5 Ways Real People Manage Hidradenitis Suppurativa Odor From Flare-Ups
It can take a lot of trial and error to manage the hidradenitis suppurativa smell associated with flare-ups. The chronic skin condition causes painful bumps (generally in areas where the skin rubs together, like your groin and underarm regions) that can become inflamed and burst open, releasing pus, according to the Mayo Clinic. Not only is this physically uncomfortable, but the fluid may have an odor that makes some people feel self-conscious. On top of that, you may find that antiperspirants and deodorants irritate your skin, which can make it difficult to manage body odor. So we asked individuals with hidradenitis suppurativa for tips on how they deal with this common challenge. Oftentimes, people try their best to reduce flare-ups, but there are ways to manage odor directly when you do get bumps.
1. Identify your hidradenitis suppurativa triggers.
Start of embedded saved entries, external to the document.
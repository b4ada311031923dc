//! A hasher which hands integer keys back as their own digest. Handy when the slot or
//! bucket a key lands in has to be predictable, e.g. in layout-sensitive tests.

use std::hash::{BuildHasher, Hasher};

/// Digest of an integer key of up to 64 bits is the integer itself (signed keys are
/// sign-extended). A 128-bit key digests to the xor of its high and low halves, so it is
/// still the identity below `2^64`. Other input is folded in by rotate-and-xor.
#[derive(Debug, Clone, Copy, Default, PartialEq, Eq)]
pub struct IdentityHasher(u64);

impl IdentityHasher {
    /// Folds `bits` worth of `value` into the running state
    fn fold(&mut self, value: u64, bits: u32) {
        self.0 = self.0.rotate_left(bits) ^ value;
    }
}

impl Hasher for IdentityHasher {
    fn write(&mut self, bytes: &[u8]) {
        for &byte in bytes {
            self.fold(u64::from(byte), u8::BITS);
        }
    }

    fn write_u8(&mut self, n: u8) {
        self.fold(u64::from(n), u8::BITS);
    }

    fn write_u16(&mut self, n: u16) {
        self.fold(u64::from(n), u16::BITS);
    }

    fn write_u32(&mut self, n: u32) {
        self.fold(u64::from(n), u32::BITS);
    }

    fn write_u64(&mut self, n: u64) {
        self.fold(n, u64::BITS);
    }

    #[allow(clippy::cast_possible_truncation, clippy::arithmetic_side_effects)]
    fn write_u128(&mut self, n: u128) {
        self.fold((n >> u64::BITS) as u64, u64::BITS);
        self.fold(n as u64, u64::BITS);
    }

    fn write_usize(&mut self, n: usize) {
        self.fold(n as u64, usize::BITS);
    }

    #[allow(clippy::cast_sign_loss)]
    fn write_i8(&mut self, n: i8) {
        self.fold(i64::from(n) as u64, u8::BITS);
    }

    #[allow(clippy::cast_sign_loss)]
    fn write_i16(&mut self, n: i16) {
        self.fold(i64::from(n) as u64, u16::BITS);
    }

    #[allow(clippy::cast_sign_loss)]
    fn write_i32(&mut self, n: i32) {
        // sign-extended, so -1 digests to u64::MAX
        self.fold(i64::from(n) as u64, u32::BITS);
    }

    #[allow(clippy::cast_sign_loss)]
    fn write_i64(&mut self, n: i64) {
        self.fold(n as u64, u64::BITS);
    }

    #[allow(clippy::cast_sign_loss)]
    fn write_i128(&mut self, n: i128) {
        self.write_u128(n as u128);
    }

    #[allow(clippy::cast_sign_loss)]
    fn write_isize(&mut self, n: isize) {
        self.fold(n as u64, usize::BITS);
    }

    fn finish(&self) -> u64 {
        self.0
    }
}

/// Builds fresh [`IdentityHasher`]s.
#[derive(Debug, Clone, Copy, Default, PartialEq, Eq)]
pub struct BuildIdentityHasher;

impl BuildHasher for BuildIdentityHasher {
    type Hasher = IdentityHasher;

    fn build_hasher(&self) -> Self::Hasher {
        IdentityHasher::default()
    }
}

#[cfg(test)]
mod tests {
    use super::*;

    #[test]
    fn test_integers_hash_to_themselves() {
        let build = BuildIdentityHasher;
        assert_eq!(build.hash_one(0_usize), 0);
        assert_eq!(build.hash_one(42_u32), 42);
        assert_eq!(build.hash_one(0xc8c8_c8c8_c8c8_c8c8_u64), 0xc8c8_c8c8_c8c8_c8c8);
        assert_eq!(build.hash_one(7_i32), 7);
        assert_eq!(build.hash_one(-1_i32), u64::MAX);
    }

    #[test]
    fn test_wide_and_narrow_integers() {
        let build = BuildIdentityHasher;
        assert_eq!(build.hash_one(5_u128), 5);
        assert_eq!(build.hash_one(u128::from(u64::MAX)), u64::MAX);
        assert_eq!(build.hash_one((1_u128 << 64) | 3), 2);
        assert_eq!(build.hash_one(5_i128), 5);
        assert_eq!(build.hash_one(-1_i128), 0);
        assert_eq!(build.hash_one(-1_i8), u64::MAX);
        assert_eq!(build.hash_one(300_i16), 300);
    }

    #[test]
    fn test_bytes_fold_in_order() {
        let mut hasher = IdentityHasher::default();
        hasher.write(&[0x01, 0x02]);
        assert_eq!(hasher.finish(), 0x0102);
    }

    #[test]
    fn test_strings_are_deterministic() {
        let build = BuildIdentityHasher;
        assert_eq!(build.hash_one("apple"), build.hash_one("apple"));
        assert_ne!(build.hash_one("apple"), build.hash_one("banana"));
    }
}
Unfortunately, there isn’t a universal list of triggers that you can monitor to reduce flare-ups, but stress, heat, perspiration, and hormonal changes during menstruation commonly make symptoms worse, according to the National Organization for Rare Disorders. For some people, certain food groups or ingredients may trigger bumps, according to the Mayo Clinic. For example, Annai I., 37, says she experiences fewer flare-ups when she follows a mostly anti-inflammatory, plant-based diet that includes some fish. And when she does have symptoms, Annai’s bumps are typically less severe and don’t burst open. “I went from being in pain 85% of the time to being in pain 45% of the time,” she tells SELF. That said, no specific diet can cure hidradenitis suppurativa, according to the Mayo Clinic. (If you’re interested in making dietary changes to see if it helps your hidradenitis suppurativa, it’s a good idea to talk to your doctor about the best way to do this.)
Tracking your symptoms and lifestyle habits can help you identify triggers. Here are some things to monitor in your journal:
- How often you experience flare-ups.
- The dates of your menstrual cycle.
- What you eat and drink.
- How often you smoke (if at all).
- Your stress levels.
- The weather, particularly warmer temperatures.
2. Use soap that doesn’t aggravate your skin.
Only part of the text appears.